Even after I finished it, and spoke with everyone, it had me really thinking about… so what does that mean for me? In my own walk and journey with something like sexual shame, or any of those things? I think this was where I took that detour from Afrofuturism. I think I was looking at Afrofuturism as the means to an end. And I felt like I was going about it the wrong way. So, what I said to myself was, “Alright, from this place, what happened before that?” Because each and every last story that these Black women femmes told were actually very traumatic stories. However, they didn’t exactly see it that way for themselves. There was like a whole other character arc or narrative being constructed in the ways that they saw each other. But one thing that was very consistent was that they felt like they had a troubling relationship to what it meant to be human to other Black people.

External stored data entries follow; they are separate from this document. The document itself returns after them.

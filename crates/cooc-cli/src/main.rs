#![forbid(unsafe_code)]

mod cmd;
mod output;

use clap::{CommandFactory, Parser, Subcommand};
use cooc_core::config::{CoocConfig, resolve_config};
use output::{CliError, OutputMode, render_error};
use std::env;
use std::path::PathBuf;
use std::process::ExitCode;
use tracing::debug;
use tracing_subscriber::{EnvFilter, fmt, prelude::*};

#[derive(Parser, Debug)]
#[command(
    author,
    version,
    about = "cooc: entity co-occurrence networks and centrality",
    long_about = None
)]
struct Cli {
    /// Enable verbose logging.
    #[arg(short, long, global = true)]
    verbose: bool,

    /// Output format: pretty (human), text (script-friendly), or json.
    #[arg(long, global = true, value_enum)]
    format: Option<OutputMode>,

    /// Shorthand for `--format json`.
    #[arg(long, global = true, hide = true)]
    json: bool,

    /// Config file; defaults to ./cooc.toml, then the user config dir.
    #[arg(long, global = true, value_name = "PATH")]
    config: Option<PathBuf>,

    #[command(subcommand)]
    command: Commands,
}

impl Cli {
    fn output_mode(&self) -> OutputMode {
        output::resolve_output_mode(self.format, self.json)
    }
}

#[derive(Subcommand, Debug)]
enum Commands {
    #[command(
        next_help_heading = "Pipeline",
        about = "Build the weighted edge table of a corpus",
        long_about = "Extract entity mentions from every selected document, normalize \
                      aliases, count co-occurring pairs and write the edge table as CSV.",
        after_help = "EXAMPLES:\n    \
                      # All documents, default output dir\n    \
                      cooc edges --input news.csv\n\n    \
                      # Only fake-news documents, one count per document\n    \
                      cooc edges --input news.csv --subset FAKE --weighting documents\n\n    \
                      # Pre-annotated corpus, JSON summary\n    \
                      cooc edges --input annotated.jsonl --format json"
    )]
    Edges(cmd::edges::EdgesArgs),

    #[command(
        next_help_heading = "Pipeline",
        about = "Rank entities by degree, betweenness and eigenvector centrality",
        long_about = "Load an edge table, keep edges heavier than the threshold, build the \
                      co-occurrence graph and write the ranked centrality measures as CSV.",
        after_help = "EXAMPLES:\n    \
                      # Default threshold from the config\n    \
                      cooc network --input out/0_edgelists/edgelist_ALL.csv\n\n    \
                      # Keep every edge seen more than twice, also write Graphviz DOT\n    \
                      cooc network --input out/0_edgelists/edgelist_FAKE.csv --min-weight 2 --dot"
    )]
    Network(cmd::network::NetworkArgs),

    #[command(
        next_help_heading = "Setup",
        about = "Generate shell completions",
        after_help = "EXAMPLES:\n    \
                      # Generate completions for bash\n    \
                      cooc completions bash > ~/.local/share/bash-completion/completions/cooc"
    )]
    Completions(cmd::completions::CompletionsArgs),
}

fn init_tracing(verbose: bool) {
    let filter = EnvFilter::try_from_env("COOC_LOG").unwrap_or_else(|_| {
        EnvFilter::new(if verbose || env::var("DEBUG").is_ok() {
            "cooc=debug,info"
        } else {
            "cooc=info,warn"
        })
    });

    let format = env::var("COOC_LOG_FORMAT").unwrap_or_else(|_| "compact".to_string());

    let registry = tracing_subscriber::registry().with(filter);

    match format.as_str() {
        "json" => {
            registry
                .with(fmt::layer().json().with_ansi(false).with_writer(std::io::stderr))
                .init();
        }
        _ => {
            registry
                .with(fmt::layer().compact().with_writer(std::io::stderr))
                .init();
        }
    }
}

fn load_config(cli: &Cli) -> anyhow::Result<CoocConfig> {
    let cwd = env::current_dir()?;
    resolve_config(cli.config.as_deref(), &cwd)
}

fn run(cli: &Cli, output: OutputMode) -> anyhow::Result<()> {
    match &cli.command {
        Commands::Edges(args) => {
            let config = load_config(cli)?;
            cmd::edges::run_edges(args, &config, output)
        }
        Commands::Network(args) => {
            let config = load_config(cli)?;
            cmd::network::run_network(args, &config, output)
        }
        Commands::Completions(args) => {
            cmd::completions::run_completions(args.shell, &mut Cli::command())
        }
    }
}

fn main() -> ExitCode {
    let cli = Cli::parse();
    init_tracing(cli.verbose);
    debug!(command = ?cli.command, "starting");

    let output = cli.output_mode();
    match run(&cli, output) {
        Ok(()) => ExitCode::SUCCESS,
        Err(err) => {
            if render_error(output, &CliError::from(&err)).is_err() {
                eprintln!("error: {err:#}");
            }
            ExitCode::FAILURE
        }
    }
}
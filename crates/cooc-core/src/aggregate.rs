//! Corpus-wide edge frequency table.
//!
//! # Overview
//!
//! [`EdgeTable`] maps each canonical [`Edge`] to the number of co-occurrence
//! events observed for it across the corpus. Accumulation is a plain sum, so
//! the table is independent of document order and [`EdgeTable::merge`] is
//! associative and commutative. That is what lets [`aggregate_par`] build
//! partial tables on rayon workers and combine them once at the end.
//!
//! The table is backed by a `BTreeMap`, so iteration (and therefore the
//! persisted CSV) follows `Edge` order and is reproducible.

use std::collections::{BTreeMap, BTreeSet};

use rayon::prelude::*;
use tracing::{debug, instrument};

use crate::edges::Edge;

/// Weighted edge table: canonical edge → co-occurrence count.
#[derive(Debug, Clone, Default, PartialEq, Eq)]
pub struct EdgeTable {
    weights: BTreeMap<Edge, u64>,
}

impl EdgeTable {
    /// An empty table.
    #[must_use]
    pub fn new() -> Self {
        Self::default()
    }

    /// Add `count` occurrences of `edge`.
    pub fn add(&mut self, edge: Edge, count: u64) {
        let slot = self.weights.entry(edge).or_insert(0);
        *slot = slot.saturating_add(count);
    }

    /// Add one occurrence per edge in `edges`.
    pub fn extend_edges<I: IntoIterator<Item = Edge>>(&mut self, edges: I) {
        for edge in edges {
            self.add(edge, 1);
        }
    }

    /// Combine two partial tables by summing weights.
    #[must_use]
    pub fn merge(mut self, other: Self) -> Self {
        // Fold the smaller table into the larger one.
        let (mut big, small) = if self.weights.len() >= other.weights.len() {
            (std::mem::take(&mut self), other)
        } else {
            (other, std::mem::take(&mut self))
        };
        for (edge, count) in small.weights {
            big.add(edge, count);
        }
        big
    }

    /// Weight of `edge`, if present.
    #[must_use]
    pub fn get(&self, edge: &Edge) -> Option<u64> {
        self.weights.get(edge).copied()
    }

    /// Weight between `x` and `y` in either orientation; 0 when absent.
    #[must_use]
    pub fn weight(&self, x: &str, y: &str) -> u64 {
        Edge::new(x, y).and_then(|e| self.get(&e)).unwrap_or(0)
    }

    /// Number of distinct edges.
    #[must_use]
    pub fn len(&self) -> usize {
        self.weights.len()
    }

    /// `true` if no edge has been recorded.
    #[must_use]
    pub fn is_empty(&self) -> bool {
        self.weights.is_empty()
    }

    /// Edges and weights in `Edge` order.
    pub fn iter(&self) -> impl Iterator<Item = (&Edge, u64)> {
        self.weights.iter().map(|(e, w)| (e, *w))
    }

    /// Sum of all weights (total co-occurrence events).
    #[must_use]
    pub fn total_weight(&self) -> u64 {
        self.weights.values().fold(0_u64, |acc, w| acc.saturating_add(*w))
    }

    /// Every entity that appears in at least one edge.
    #[must_use]
    pub fn nodes(&self) -> BTreeSet<&str> {
        self.weights
            .keys()
            .flat_map(|e| [e.a(), e.b()])
            .collect()
    }

    /// A new table holding only edges with `weight > min_weight`.
    #[must_use]
    pub fn filtered(&self, min_weight: u64) -> Self {
        Self {
            weights: self
                .weights
                .iter()
                .filter(|(_, w)| **w > min_weight)
                .map(|(e, w)| (e.clone(), *w))
                .collect(),
        }
    }
}

impl FromIterator<Edge> for EdgeTable {
    fn from_iter<I: IntoIterator<Item = Edge>>(iter: I) -> Self {
        let mut table = Self::new();
        table.extend_edges(iter);
        table
    }
}

impl FromIterator<(Edge, u64)> for EdgeTable {
    fn from_iter<I: IntoIterator<Item = (Edge, u64)>>(iter: I) -> Self {
        let mut table = Self::new();
        for (edge, count) in iter {
            table.add(edge, count);
        }
        table
    }
}

impl<'a> IntoIterator for &'a EdgeTable {
    type Item = (&'a Edge, &'a u64);
    type IntoIter = std::collections::btree_map::Iter<'a, Edge, u64>;

    fn into_iter(self) -> Self::IntoIter {
        self.weights.iter()
    }
}

// ---------------------------------------------------------------------------
// Aggregation
// ---------------------------------------------------------------------------

/// Sum per-document edge multisets into one table.
pub fn aggregate<I, D>(per_document_edges: I) -> EdgeTable
where
    I: IntoIterator<Item = D>,
    D: IntoIterator<Item = Edge>,
{
    let mut table = EdgeTable::new();
    for doc in per_document_edges {
        table.extend_edges(doc);
    }
    table
}

/// Build edges for every document on the rayon pool and aggregate them.
///
/// Each worker folds its documents into a private partial table; the
/// partials are combined with [`EdgeTable::merge`] once the workers are done.
#[instrument(skip_all, fields(documents = documents.len()))]
pub fn aggregate_par<T, F>(documents: &[T], edges_for: F) -> EdgeTable
where
    T: Sync,
    F: Fn(&T) -> Vec<Edge> + Sync + Send,
{
    aggregate_par_with(documents, |doc, _: &mut ()| edges_for(doc), |(), ()| ()).0
}

/// [`aggregate_par`] with a per-worker side accumulator.
///
/// `edges_for` may record anything about a document in the worker's `S`;
/// the partial accumulators are combined with `merge_stats` alongside the
/// partial tables. `merge_stats` must be associative and commutative for the
/// result to be independent of how rayon splits the work.
pub fn aggregate_par_with<T, S, F, M>(
    documents: &[T],
    edges_for: F,
    merge_stats: M,
) -> (EdgeTable, S)
where
    T: Sync,
    S: Default + Send,
    F: Fn(&T, &mut S) -> Vec<Edge> + Sync + Send,
    M: Fn(S, S) -> S + Sync + Send,
{
    let (table, stats) = documents
        .par_iter()
        .fold(
            || (EdgeTable::new(), S::default()),
            |(mut partial, mut stats), doc| {
                partial.extend_edges(edges_for(doc, &mut stats));
                (partial, stats)
            },
        )
        .reduce(
            || (EdgeTable::new(), S::default()),
            |(ta, sa), (tb, sb)| (ta.merge(tb), merge_stats(sa, sb)),
        );
    debug!(edges = table.len(), total = table.total_weight(), "aggregated edge table");
    (table, stats)
}

// ---------------------------------------------------------------------------
// Tests
// ---------------------------------------------------------------------------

I decided that instead of trying to work with a new group of people and trying to make them put it all out there, I started speaking to therapists, talking to other people, journaling—as much as I hate journaling because sometimes it’s just like another writing task for me. But I said, “Okay, take it from that place.” So I decided instead [that] if you don’t want to write the journal, just record it with any device that you have, whether it be a voice note, one of your cameras, your cellular device. It ended up turning into a performance that never stopped. And it’s still ongoing. It goes through series and cycles and phases. The first one took about three months of prep and three months of bodily recording. That was The Shame Study. The second one was The Visual Body Journal. I started to not only incorporate still images, but I also started using and recording videos too. Some of them would be confessional kind of videos.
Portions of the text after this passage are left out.